Collected data entries
***

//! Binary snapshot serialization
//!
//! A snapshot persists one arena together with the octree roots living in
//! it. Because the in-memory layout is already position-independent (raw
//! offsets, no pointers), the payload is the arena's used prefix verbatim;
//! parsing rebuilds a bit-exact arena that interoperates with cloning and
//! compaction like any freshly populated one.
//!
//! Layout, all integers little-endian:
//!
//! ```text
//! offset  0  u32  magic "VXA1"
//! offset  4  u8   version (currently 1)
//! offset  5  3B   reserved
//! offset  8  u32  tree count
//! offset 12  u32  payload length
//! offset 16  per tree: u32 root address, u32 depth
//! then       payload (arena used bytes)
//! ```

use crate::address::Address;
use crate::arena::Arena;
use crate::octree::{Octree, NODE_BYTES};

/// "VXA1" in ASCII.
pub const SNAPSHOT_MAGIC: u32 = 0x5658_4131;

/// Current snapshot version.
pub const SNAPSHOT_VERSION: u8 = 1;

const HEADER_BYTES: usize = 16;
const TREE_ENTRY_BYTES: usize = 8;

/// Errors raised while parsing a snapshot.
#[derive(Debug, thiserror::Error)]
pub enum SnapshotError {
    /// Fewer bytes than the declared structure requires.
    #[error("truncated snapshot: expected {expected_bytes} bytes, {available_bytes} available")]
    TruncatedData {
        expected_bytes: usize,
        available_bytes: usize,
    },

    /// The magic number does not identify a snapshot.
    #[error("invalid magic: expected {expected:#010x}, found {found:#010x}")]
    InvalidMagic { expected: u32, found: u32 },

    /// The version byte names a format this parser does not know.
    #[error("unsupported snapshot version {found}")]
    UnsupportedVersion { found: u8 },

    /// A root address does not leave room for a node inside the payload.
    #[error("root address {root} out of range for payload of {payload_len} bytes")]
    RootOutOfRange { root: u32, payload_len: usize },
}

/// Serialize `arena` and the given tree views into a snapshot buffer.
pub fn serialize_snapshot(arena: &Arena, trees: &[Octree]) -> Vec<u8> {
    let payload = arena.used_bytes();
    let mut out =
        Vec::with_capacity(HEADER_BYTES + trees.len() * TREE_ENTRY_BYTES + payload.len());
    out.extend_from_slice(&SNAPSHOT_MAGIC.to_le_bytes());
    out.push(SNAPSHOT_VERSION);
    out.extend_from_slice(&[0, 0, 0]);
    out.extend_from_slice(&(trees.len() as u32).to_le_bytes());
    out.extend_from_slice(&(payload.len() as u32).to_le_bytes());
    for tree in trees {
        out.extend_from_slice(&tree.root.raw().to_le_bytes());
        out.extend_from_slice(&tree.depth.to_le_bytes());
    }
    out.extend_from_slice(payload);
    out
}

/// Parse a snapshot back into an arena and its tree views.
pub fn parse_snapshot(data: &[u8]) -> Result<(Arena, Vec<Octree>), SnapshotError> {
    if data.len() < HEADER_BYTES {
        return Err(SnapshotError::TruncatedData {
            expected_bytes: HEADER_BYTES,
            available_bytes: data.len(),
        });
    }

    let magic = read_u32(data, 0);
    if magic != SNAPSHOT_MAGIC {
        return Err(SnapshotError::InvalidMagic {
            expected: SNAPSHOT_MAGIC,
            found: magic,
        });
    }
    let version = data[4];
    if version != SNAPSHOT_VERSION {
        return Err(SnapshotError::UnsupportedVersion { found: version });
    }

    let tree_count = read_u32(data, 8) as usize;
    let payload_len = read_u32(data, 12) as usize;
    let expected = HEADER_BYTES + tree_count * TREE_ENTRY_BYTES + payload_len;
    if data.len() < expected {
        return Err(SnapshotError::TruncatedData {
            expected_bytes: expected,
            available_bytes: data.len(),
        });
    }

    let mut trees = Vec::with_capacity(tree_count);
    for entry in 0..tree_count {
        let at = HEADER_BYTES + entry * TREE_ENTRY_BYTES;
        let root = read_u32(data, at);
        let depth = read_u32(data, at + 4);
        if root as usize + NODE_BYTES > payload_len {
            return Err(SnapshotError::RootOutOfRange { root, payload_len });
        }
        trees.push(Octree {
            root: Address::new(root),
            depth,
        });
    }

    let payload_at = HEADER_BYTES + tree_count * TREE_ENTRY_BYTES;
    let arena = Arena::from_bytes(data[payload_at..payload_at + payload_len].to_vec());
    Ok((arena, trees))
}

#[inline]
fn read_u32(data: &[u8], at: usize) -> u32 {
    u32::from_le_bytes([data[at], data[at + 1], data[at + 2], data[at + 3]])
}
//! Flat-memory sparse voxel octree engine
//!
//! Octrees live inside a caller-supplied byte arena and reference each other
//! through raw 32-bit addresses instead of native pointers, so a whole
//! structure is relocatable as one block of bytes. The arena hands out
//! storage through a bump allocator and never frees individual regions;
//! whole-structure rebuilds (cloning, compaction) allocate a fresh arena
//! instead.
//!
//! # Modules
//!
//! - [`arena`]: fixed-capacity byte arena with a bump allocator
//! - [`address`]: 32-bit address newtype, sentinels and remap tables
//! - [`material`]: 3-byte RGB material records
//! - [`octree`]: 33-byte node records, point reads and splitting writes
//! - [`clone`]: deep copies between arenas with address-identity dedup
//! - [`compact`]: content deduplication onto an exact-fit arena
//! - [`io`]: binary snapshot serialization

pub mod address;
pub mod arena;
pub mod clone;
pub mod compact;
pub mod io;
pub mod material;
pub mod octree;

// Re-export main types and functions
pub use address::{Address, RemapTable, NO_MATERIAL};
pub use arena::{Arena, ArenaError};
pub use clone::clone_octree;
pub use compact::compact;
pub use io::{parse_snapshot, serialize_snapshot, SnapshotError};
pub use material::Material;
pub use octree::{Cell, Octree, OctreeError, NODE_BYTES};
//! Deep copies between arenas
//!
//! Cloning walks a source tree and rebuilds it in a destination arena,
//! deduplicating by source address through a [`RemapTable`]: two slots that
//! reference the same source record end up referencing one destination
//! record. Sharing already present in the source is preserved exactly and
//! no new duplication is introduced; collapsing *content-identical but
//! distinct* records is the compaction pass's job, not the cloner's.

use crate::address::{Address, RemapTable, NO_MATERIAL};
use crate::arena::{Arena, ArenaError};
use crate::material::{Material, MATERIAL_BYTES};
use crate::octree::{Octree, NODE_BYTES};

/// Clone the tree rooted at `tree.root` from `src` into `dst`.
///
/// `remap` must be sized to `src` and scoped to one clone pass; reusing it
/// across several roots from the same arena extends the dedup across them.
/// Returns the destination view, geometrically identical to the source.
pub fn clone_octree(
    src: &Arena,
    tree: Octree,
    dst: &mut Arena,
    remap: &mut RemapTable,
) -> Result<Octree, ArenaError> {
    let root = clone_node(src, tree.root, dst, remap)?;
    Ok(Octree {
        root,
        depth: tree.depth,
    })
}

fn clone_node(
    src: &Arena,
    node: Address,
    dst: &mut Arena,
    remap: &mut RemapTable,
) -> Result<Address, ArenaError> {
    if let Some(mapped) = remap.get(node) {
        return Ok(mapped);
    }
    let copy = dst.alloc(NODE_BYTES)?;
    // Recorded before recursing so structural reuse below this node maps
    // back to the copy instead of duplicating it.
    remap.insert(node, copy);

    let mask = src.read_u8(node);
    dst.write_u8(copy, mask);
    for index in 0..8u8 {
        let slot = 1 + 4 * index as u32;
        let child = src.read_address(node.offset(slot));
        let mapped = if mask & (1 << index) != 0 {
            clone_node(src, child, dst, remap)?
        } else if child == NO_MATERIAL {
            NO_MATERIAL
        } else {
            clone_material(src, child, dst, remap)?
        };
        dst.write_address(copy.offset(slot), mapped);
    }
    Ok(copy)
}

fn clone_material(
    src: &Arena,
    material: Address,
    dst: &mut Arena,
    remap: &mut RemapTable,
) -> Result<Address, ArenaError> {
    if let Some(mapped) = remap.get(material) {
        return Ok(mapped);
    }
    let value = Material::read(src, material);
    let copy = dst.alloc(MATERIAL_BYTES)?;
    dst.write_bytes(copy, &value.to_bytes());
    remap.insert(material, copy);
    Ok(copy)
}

***

### [Work item]
Could you count the lines in the entries that hold the word "RootOutOfRange"? Only the number is wanted.

### [The answer]
2